── PROVIDED DATA
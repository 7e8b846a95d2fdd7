// ABOUTME: Logging initialisation for applications embedding docmint
// ABOUTME: Installs a tracing subscriber configured from LoggingConfig

use anyhow::{anyhow, Result};
use tracing::debug;
use tracing_subscriber::EnvFilter;

use crate::config::LoggingConfig;

/// Initialize logging based on configuration.
///
/// `RUST_LOG` takes precedence over the configured level. Fails if a global
/// subscriber is already installed.
pub fn init_logging(config: &LoggingConfig, verbose: bool) -> Result<()> {
    let log_level = if verbose { "debug" } else { &config.level };

    let env_filter =
        EnvFilter::try_from_default_env().unwrap_or_else(|_| EnvFilter::new(log_level));

    let result = match config.format.as_str() {
        "compact" => tracing_subscriber::fmt()
            .compact()
            .with_env_filter(env_filter)
            .with_target(false)
            .try_init(),
        _ => tracing_subscriber::fmt()
            .with_env_filter(env_filter)
            .with_target(false)
            .try_init(),
    };
    result.map_err(|e| anyhow!("Failed to initialize logging: {}", e))?;

    debug!("Logging initialized with level: {}", log_level);
    Ok(())
}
────
[EXERCISE DIRECTIONS]: The data must be retyped in full, exactly as it reads.

[EXPECTED OUTPUT]:
repository 7e8b846a95d2fdd7
// ABOUTME: Logging initialisation for applications embedding docmint
// ABOUTME: Installs a tracing subscriber configured from LoggingConfig

use anyhow::{anyhow, Result};
use tracing::debug;
use tracing_subscriber::EnvFilter;

use crate::config::LoggingConfig;

/// Initialize logging based on configuration.
///
/// `RUST_LOG` takes precedence over the configured level. Fails if a global
/// subscriber is already installed.
pub fn init_logging(config: &LoggingConfig, verbose: bool) -> Result<()> {
    let log_level = if verbose { "debug" } else { &config.level };

    let env_filter =
        EnvFilter::try_from_default_env().unwrap_or_else(|_| EnvFilter::new(log_level));

    let result = match config.format.as_str() {
        "compact" => tracing_subscriber::fmt()
            .compact()
            .with_env_filter(env_filter)
            .with_target(false)
            .try_init(),
        _ => tracing_subscriber::fmt()
            .with_env_filter(env_filter)
            .with_target(false)
            .try_init(),
    };
    result.map_err(|e| anyhow!("Failed to initialize logging: {}", e))?;

    debug!("Logging initialized with level: {}", log_level);
    Ok(())
}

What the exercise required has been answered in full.